§ **EXTRACTED MATERIAL**

use crate::server::{
    config::ClubValidation,
    error::{auth::AuthError, AppError},
    model::{
        club::CreateClubWithMeetingParams,
        meeting::{CreateMeetingParams, RescheduleMeetingParams},
        notification::CreateNotificationParams,
    },
    service::{
        club::ClubService, meeting::MeetingService, notification::NotificationService,
        subscription::SubscriptionService,
    },
};
use chrono::{TimeZone, Utc};
use sea_orm::{EntityTrait, PaginatorTrait};
use test_utils::{builder::TestBuilder, factory};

§ **TASK DETAILS**
Transcribe the whole listing with nothing added or left out.

§ **SOLUTION FOR THIS PROBLEM**
use crate::server::{
    config::ClubValidation,
    error::{auth::AuthError, AppError},
    model::{
        club::CreateClubWithMeetingParams,
        meeting::{CreateMeetingParams, RescheduleMeetingParams},
        notification::CreateNotificationParams,
    },
    service::{
        club::ClubService, meeting::MeetingService, notification::NotificationService,
        subscription::SubscriptionService,
    },
};
use chrono::{TimeZone, Utc};
use sea_orm::{EntityTrait, PaginatorTrait};
use test_utils::{builder::TestBuilder, factory};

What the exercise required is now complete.